— Collected data entries —

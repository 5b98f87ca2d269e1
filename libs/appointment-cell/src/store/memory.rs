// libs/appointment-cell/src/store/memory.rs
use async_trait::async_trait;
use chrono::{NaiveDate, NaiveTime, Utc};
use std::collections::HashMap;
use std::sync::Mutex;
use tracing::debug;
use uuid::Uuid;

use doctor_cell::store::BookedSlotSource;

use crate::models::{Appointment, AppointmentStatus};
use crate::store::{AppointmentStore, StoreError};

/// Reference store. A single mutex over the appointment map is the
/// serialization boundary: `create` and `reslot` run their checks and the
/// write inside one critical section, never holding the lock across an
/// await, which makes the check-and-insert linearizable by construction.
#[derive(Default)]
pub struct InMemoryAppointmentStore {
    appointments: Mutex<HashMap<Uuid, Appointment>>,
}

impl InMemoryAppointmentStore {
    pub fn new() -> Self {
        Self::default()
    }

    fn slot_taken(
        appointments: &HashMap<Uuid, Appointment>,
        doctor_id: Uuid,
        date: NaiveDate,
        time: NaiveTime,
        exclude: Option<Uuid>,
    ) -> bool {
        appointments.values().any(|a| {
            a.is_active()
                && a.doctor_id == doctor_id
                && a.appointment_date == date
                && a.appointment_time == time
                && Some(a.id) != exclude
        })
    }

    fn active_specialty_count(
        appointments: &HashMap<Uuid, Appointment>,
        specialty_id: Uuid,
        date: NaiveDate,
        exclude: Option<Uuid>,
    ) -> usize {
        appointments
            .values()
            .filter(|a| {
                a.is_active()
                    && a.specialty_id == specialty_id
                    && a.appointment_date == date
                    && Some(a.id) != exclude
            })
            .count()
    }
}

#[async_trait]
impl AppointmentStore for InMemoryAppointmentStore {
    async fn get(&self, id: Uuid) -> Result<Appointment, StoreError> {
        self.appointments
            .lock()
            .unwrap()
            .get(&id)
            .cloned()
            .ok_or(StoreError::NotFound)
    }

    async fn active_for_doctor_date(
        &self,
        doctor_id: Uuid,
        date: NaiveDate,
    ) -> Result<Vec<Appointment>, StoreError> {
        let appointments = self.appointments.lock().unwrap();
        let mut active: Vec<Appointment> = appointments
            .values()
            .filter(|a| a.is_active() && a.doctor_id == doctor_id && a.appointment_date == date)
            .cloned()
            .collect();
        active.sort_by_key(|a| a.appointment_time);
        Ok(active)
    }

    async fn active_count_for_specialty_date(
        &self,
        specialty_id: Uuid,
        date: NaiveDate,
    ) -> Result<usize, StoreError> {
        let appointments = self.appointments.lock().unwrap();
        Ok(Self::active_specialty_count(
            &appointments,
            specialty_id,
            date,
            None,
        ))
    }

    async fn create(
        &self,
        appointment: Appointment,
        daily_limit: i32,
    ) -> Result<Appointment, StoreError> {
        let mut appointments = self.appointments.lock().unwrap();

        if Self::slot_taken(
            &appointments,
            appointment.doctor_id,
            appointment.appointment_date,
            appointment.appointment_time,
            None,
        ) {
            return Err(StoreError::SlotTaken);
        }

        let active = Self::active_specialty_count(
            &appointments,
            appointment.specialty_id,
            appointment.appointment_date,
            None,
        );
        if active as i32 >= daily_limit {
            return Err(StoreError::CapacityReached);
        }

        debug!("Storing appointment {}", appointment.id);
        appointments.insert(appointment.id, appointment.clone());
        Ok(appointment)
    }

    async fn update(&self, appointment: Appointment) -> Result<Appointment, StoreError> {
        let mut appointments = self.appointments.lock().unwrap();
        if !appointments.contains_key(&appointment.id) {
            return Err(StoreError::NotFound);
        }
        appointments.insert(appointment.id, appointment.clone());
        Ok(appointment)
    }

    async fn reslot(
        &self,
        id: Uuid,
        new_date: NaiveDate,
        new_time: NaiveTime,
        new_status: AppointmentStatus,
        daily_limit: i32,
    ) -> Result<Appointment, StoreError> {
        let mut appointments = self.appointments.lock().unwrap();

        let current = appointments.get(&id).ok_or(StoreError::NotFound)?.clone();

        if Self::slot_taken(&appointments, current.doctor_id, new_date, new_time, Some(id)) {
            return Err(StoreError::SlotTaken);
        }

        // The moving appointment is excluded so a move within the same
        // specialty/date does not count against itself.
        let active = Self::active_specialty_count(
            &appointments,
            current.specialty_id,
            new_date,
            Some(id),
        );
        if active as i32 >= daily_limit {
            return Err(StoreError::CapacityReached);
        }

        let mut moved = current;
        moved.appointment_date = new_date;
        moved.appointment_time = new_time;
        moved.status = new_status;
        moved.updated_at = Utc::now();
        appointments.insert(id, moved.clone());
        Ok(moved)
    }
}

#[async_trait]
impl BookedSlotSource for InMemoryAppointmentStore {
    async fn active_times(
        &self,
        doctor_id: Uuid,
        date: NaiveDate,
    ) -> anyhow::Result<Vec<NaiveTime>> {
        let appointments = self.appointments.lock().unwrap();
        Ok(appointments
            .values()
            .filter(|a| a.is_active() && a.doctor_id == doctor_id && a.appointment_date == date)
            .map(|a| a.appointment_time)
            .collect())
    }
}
---
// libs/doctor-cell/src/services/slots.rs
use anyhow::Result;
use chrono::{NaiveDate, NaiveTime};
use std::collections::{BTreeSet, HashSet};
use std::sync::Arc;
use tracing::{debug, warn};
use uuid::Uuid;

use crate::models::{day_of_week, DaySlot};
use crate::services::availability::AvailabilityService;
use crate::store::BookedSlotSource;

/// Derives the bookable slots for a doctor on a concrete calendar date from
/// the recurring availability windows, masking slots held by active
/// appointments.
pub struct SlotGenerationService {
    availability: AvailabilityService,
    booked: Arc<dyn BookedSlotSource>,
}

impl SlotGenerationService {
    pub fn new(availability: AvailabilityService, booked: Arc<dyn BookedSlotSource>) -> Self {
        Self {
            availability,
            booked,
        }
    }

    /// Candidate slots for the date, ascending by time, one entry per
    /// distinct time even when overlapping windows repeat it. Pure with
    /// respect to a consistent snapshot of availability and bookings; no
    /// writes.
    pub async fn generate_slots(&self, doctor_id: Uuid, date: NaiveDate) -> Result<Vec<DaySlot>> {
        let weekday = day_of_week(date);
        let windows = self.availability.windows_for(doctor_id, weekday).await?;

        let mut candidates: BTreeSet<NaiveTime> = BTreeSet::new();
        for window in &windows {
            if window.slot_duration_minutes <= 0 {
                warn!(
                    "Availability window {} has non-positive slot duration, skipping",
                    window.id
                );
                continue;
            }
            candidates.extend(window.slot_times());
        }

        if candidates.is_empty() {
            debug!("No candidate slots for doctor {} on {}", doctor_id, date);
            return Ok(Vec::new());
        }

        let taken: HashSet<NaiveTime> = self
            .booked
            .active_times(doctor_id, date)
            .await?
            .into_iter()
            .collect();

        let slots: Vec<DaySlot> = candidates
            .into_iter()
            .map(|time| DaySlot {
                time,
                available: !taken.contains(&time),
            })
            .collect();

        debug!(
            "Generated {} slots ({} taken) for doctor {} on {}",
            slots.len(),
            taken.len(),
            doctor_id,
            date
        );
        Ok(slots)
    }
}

— What to produce —
Report how many lines in these entries contain "DaySlot". Answer with the number only.

— Reply to the exercise —
4